Data for this task: Begin

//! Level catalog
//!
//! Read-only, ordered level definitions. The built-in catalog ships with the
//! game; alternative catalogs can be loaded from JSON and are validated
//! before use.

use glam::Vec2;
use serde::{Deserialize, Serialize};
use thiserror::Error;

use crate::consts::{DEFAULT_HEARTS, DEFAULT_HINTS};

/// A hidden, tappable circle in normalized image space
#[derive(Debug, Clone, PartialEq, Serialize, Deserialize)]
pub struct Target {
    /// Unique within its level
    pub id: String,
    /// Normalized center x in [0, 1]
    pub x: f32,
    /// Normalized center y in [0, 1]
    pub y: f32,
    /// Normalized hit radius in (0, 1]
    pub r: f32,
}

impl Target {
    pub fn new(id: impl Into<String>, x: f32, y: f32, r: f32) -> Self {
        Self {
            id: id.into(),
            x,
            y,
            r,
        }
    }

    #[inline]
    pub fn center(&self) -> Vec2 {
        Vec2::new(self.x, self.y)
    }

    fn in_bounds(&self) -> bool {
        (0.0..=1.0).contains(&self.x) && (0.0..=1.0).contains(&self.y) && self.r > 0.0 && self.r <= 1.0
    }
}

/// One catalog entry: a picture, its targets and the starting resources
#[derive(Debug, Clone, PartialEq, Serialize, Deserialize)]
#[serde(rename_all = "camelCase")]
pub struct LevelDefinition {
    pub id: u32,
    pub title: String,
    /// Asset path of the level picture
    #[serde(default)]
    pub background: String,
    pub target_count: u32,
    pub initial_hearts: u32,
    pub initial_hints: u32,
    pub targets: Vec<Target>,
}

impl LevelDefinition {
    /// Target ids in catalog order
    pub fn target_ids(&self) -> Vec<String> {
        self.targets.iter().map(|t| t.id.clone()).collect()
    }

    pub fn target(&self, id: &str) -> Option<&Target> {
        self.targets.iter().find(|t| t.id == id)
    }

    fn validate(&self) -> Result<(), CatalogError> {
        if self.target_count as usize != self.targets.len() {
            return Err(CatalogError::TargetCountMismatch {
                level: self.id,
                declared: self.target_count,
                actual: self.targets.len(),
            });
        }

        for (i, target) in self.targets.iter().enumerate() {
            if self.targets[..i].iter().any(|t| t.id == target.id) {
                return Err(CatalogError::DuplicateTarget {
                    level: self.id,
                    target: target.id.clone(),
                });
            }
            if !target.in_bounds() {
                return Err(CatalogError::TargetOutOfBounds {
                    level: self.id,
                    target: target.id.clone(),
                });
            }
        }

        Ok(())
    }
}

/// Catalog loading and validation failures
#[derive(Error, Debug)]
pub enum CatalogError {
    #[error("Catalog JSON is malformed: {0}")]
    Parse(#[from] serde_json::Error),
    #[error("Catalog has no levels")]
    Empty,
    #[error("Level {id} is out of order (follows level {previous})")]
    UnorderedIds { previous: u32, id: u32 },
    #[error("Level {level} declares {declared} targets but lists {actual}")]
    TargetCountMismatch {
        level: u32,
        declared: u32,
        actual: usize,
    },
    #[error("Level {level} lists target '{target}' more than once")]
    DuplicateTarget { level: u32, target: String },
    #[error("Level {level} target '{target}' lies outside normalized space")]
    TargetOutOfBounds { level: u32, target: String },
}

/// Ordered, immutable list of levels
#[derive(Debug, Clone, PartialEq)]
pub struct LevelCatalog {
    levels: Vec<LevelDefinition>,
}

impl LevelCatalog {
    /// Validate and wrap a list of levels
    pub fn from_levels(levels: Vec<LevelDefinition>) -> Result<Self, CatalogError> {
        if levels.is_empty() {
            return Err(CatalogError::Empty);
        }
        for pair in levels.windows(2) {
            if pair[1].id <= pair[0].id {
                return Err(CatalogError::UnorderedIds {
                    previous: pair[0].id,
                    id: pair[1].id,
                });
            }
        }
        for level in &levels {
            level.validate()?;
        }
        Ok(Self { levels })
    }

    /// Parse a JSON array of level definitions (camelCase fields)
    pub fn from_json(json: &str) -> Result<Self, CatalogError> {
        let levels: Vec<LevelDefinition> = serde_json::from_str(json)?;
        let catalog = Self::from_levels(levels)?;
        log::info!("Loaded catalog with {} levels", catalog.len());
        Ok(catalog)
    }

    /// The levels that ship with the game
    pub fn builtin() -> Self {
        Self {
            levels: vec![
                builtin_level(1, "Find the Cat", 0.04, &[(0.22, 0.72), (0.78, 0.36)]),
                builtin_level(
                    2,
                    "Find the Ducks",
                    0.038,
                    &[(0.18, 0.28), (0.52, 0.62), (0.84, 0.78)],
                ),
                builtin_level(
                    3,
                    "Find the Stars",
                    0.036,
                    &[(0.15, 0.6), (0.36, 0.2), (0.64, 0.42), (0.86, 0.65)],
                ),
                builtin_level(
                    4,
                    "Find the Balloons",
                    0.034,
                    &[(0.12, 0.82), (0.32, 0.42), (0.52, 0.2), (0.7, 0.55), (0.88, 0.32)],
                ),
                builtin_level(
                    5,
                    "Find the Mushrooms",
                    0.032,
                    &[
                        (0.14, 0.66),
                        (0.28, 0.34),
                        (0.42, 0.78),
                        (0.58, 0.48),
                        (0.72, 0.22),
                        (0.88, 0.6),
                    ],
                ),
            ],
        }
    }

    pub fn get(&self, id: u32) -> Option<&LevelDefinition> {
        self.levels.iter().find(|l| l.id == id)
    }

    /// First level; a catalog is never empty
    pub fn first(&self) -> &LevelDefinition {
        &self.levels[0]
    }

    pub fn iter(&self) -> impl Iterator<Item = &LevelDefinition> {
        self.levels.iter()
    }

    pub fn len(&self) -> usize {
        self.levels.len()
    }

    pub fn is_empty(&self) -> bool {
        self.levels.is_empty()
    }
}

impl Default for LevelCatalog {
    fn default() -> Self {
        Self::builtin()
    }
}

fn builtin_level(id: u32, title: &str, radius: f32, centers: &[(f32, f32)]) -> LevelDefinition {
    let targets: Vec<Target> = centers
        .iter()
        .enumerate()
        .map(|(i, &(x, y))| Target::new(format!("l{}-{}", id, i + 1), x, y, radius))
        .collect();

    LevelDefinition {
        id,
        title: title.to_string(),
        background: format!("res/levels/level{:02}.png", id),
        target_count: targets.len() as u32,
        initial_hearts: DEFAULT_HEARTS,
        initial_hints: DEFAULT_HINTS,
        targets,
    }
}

Data for this task: End

Task details =>
Retype, exactly and with nothing added, the lines of the material above from the first through the one that contains "within its level".

Response =>
//! Level catalog
//!
//! Read-only, ordered level definitions. The built-in catalog ships with the
//! game; alternative catalogs can be loaded from JSON and are validated
//! before use.

use glam::Vec2;
use serde::{Deserialize, Serialize};
use thiserror::Error;

use crate::consts::{DEFAULT_HEARTS, DEFAULT_HINTS};

/// A hidden, tappable circle in normalized image space
#[derive(Debug, Clone, PartialEq, Serialize, Deserialize)]
pub struct Target {
    /// Unique within its level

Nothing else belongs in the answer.